An EA-18G Growler from Air Test and Evaluation Squadron 23, located at NAS Patuxent River, conducts a flight test over southern Maryland. (US Navy)
The US Navy (USN) is moving ahead with the development of a new electronic attack (EA) capability to address shortfalls in fleet-wide requirements for airborne signal jamming operations across specific radio frequency (RF) bands.
Navy officials have selected CAES, a Northern Virginia-based company specialising in advanced RF technologies, to carry out the development work for the initial, pre-production variants of the AN/ALQ-99 Low Band Consolidation (LBC) transmitter.
The new LBC transmitter will build upon the company's work on the AN/ALQ-99 Low Band Transmitter (LBT), a modular transmitter integrated into the platform's overall Tactical Jamming System (TJS), according to a 4 April company statement issued during the Navy League Sea-Air-Space 2023 conference held in National Harbor, Maryland.

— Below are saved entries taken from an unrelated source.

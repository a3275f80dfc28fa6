//! HTTP endpoint handlers. These are thin wrappers that forward to the state
//! layer (or the turn logic) and let `AppError` map failures onto responses.

use axum::{
  extract::{Path, Query, State},
  http::{header, StatusCode},
  response::IntoResponse,
  Json,
};
use serde_json::json;
use tracing::{debug, info, instrument};

use crate::domain::{GameSettings, Question, RecordKind, Student};
use crate::error::AppError;
use crate::logic;
use crate::protocol::*;
use crate::state::AppState;
use crate::util::trunc_for_log;

#[instrument(level = "info")]
pub async fn http_health() -> impl IntoResponse { Json(HealthOut { ok: true }) }

//
// Question bank
//

#[instrument(level = "info", skip(state))]
pub async fn http_list_questions(State(state): State<AppState>) -> Json<Vec<Question>> {
  Json(state.list_questions().await)
}

#[instrument(level = "info", skip(state, body), fields(question_len = body.question.len()))]
pub async fn http_create_question(
  State(state): State<AppState>,
  Json(body): Json<QuestionIn>,
) -> Result<Json<Question>, AppError> {
  let created = state.create_question(body.question, body.answer, body.points).await?;
  info!(target: "game", id = %created.id, "HTTP question created");
  Ok(Json(created))
}

#[instrument(level = "info", skip(state, body), fields(%id))]
pub async fn http_update_question(
  State(state): State<AppState>,
  Path(id): Path<String>,
  Json(body): Json<QuestionIn>,
) -> Result<Json<Question>, AppError> {
  let updated = state.update_question(&id, body.question, body.answer, body.points).await?;
  Ok(Json(updated))
}

#[instrument(level = "info", skip(state), fields(%id))]
pub async fn http_delete_question(
  State(state): State<AppState>,
  Path(id): Path<String>,
) -> Result<StatusCode, AppError> {
  state.delete_question(&id).await?;
  Ok(StatusCode::NO_CONTENT)
}

//
// Roster
//

#[instrument(level = "info", skip(state))]
pub async fn http_list_students(
  State(state): State<AppState>,
  Query(q): Query<StudentListQuery>,
) -> Json<Vec<Student>> {
  Json(state.list_students(q.sort, q.order).await)
}

#[instrument(level = "info", skip(state, body))]
pub async fn http_create_student(
  State(state): State<AppState>,
  Json(body): Json<StudentIn>,
) -> Result<Json<Student>, AppError> {
  let created = state.create_student(body.name, body.score).await?;
  info!(target: "game", id = %created.id, "HTTP student created");
  Ok(Json(created))
}

#[instrument(level = "info", skip(state, body), fields(%id))]
pub async fn http_update_student(
  State(state): State<AppState>,
  Path(id): Path<String>,
  Json(body): Json<StudentIn>,
) -> Result<Json<Student>, AppError> {
  let updated = state.update_student(&id, body.name, body.score).await?;
  Ok(Json(updated))
}

#[instrument(level = "info", skip(state), fields(%id))]
pub async fn http_delete_student(
  State(state): State<AppState>,
  Path(id): Path<String>,
) -> Result<StatusCode, AppError> {
  state.delete_student(&id).await?;
  Ok(StatusCode::NO_CONTENT)
}

#[instrument(level = "info", skip(state, body), fields(%id, points = body.points))]
pub async fn http_add_points(
  State(state): State<AppState>,
  Path(id): Path<String>,
  Json(body): Json<AddPointsIn>,
) -> Result<Json<Student>, AppError> {
  Ok(Json(state.add_points(&id, body.points).await?))
}

#[instrument(level = "info", skip(state))]
pub async fn http_reset_scores(State(state): State<AppState>) -> Result<impl IntoResponse, AppError> {
  let reset = state.reset_scores().await?;
  Ok(Json(json!({ "reset": reset })))
}

//
// Export / import
//

#[instrument(level = "info", skip(state))]
pub async fn http_export_questions(State(state): State<AppState>) -> Result<impl IntoResponse, AppError> {
  let rows = state.list_questions().await;
  info!(target: "import", rows = rows.len(), "question export served");
  attachment("questions.json", &rows)
}

#[instrument(level = "info", skip(state))]
pub async fn http_export_students(State(state): State<AppState>) -> Result<impl IntoResponse, AppError> {
  let rows = state.list_students(None, None).await;
  info!(target: "import", rows = rows.len(), "student export served");
  attachment("students.json", &rows)
}

/// The export downloads are plain JSON arrays, re-importable as-is.
fn attachment<T: serde::Serialize>(filename: &str, rows: &T) -> Result<impl IntoResponse, AppError> {
  let body = serde_json::to_string_pretty(rows)
    .map_err(|e| AppError::Persistence(format!("export serialization: {}", e)))?;
  Ok((
    [
      (header::CONTENT_TYPE, "application/json".to_string()),
      (header::CONTENT_DISPOSITION, format!("attachment; filename=\"{}\"", filename)),
    ],
    body,
  ))
}

#[instrument(level = "info", skip(state, payload), fields(bytes = payload.len()))]
pub async fn http_import_questions(
  State(state): State<AppState>,
  payload: String,
) -> Result<Json<ImportOut>, AppError> {
  debug!(target: "import", head = %trunc_for_log(&payload, 200), "question import received");
  Ok(Json(state.begin_import(RecordKind::Question, &payload).await?))
}

#[instrument(level = "info", skip(state, payload), fields(bytes = payload.len()))]
pub async fn http_import_students(
  State(state): State<AppState>,
  payload: String,
) -> Result<Json<ImportOut>, AppError> {
  debug!(target: "import", head = %trunc_for_log(&payload, 200), "student import received");
  Ok(Json(state.begin_import(RecordKind::Student, &payload).await?))
}

#[instrument(level = "info", skip(state))]
pub async fn http_import_status(State(state): State<AppState>) -> Result<Json<ImportStatusOut>, AppError> {
  Ok(Json(state.import_status().await?))
}

#[instrument(level = "info", skip(state, body), fields(groups = body.resolved.len()))]
pub async fn http_resolve_duplicates(
  State(state): State<AppState>,
  Json(body): Json<DuplicateResolutionIn>,
) -> Result<Json<ImportOut>, AppError> {
  Ok(Json(state.resolve_import_duplicates(body.resolved).await?))
}

#[instrument(level = "info", skip(state, body), fields(resolution = ?body.resolution))]
pub async fn http_resolve_conflict(
  State(state): State<AppState>,
  Json(body): Json<ConflictResolutionIn>,
) -> Result<Json<ImportOut>, AppError> {
  Ok(Json(state.resolve_import_conflict(body.resolution).await?))
}

#[instrument(level = "info", skip(state))]
pub async fn http_cancel_import(State(state): State<AppState>) -> Result<StatusCode, AppError> {
  state.cancel_import().await?;
  Ok(StatusCode::NO_CONTENT)
}

//
// Settings + game
//

#[instrument(level = "info", skip(state))]
pub async fn http_get_settings(State(state): State<AppState>) -> Json<GameSettings> {
  Json(state.settings().await)
}

#[instrument(level = "info", skip(state, body))]
pub async fn http_put_settings(
  State(state): State<AppState>,
  Json(body): Json<GameSettings>,
) -> Json<GameSettings> {
  Json(state.set_dice_count(body.num_dice).await)
}

#[instrument(level = "info", skip(state))]
pub async fn http_game_state(State(state): State<AppState>) -> Json<GameStateOut> {
  Json(state.game_snapshot().await)
}

#[instrument(level = "info", skip(state))]
pub async fn http_roll(State(state): State<AppState>) -> Json<RollOut> {
  Json(logic::do_roll(&state).await)
}

#[instrument(level = "info", skip(state, body), fields(answer_len = body.answer.len()))]
pub async fn http_submit_answer(
  State(state): State<AppState>,
  Json(body): Json<AnswerIn>,
) -> Json<AnswerSubmitOut> {
  Json(logic::do_submit_answer(&state, &body.answer).await)
}

#[instrument(level = "info", skip(state, body))]
pub async fn http_select_student(
  State(state): State<AppState>,
  Json(body): Json<SelectStudentIn>,
) -> Result<StatusCode, AppError> {
  state.select_student(body.student_id).await?;
  Ok(StatusCode::NO_CONTENT)
}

The LBT-equipped AN/ALQ-99 TJS is currently deployed aboard the Block 1 variant of the navy's fleet of EA-18G Growler aircraft, as well as Growler aircraft fielded by the Royal Australian Air Force (RAAF), company officials said in the statement. “These RF-jamming transmitters played a critical role in protecting the lives of US and Coalition forces during Operation ‘Iraqi Freedom', Operation ‘Enduring Freedom', and across the Global War on Terror,” the officials said.
AN/ALQ-99 TJS was developed to conduct “electronic countermeasure (ECM) missions” where a system or a platform is used to “trick or deceive radar, sonar, or other detection systems like infrared (IR) or lasers”, according to a navy summary of the programme.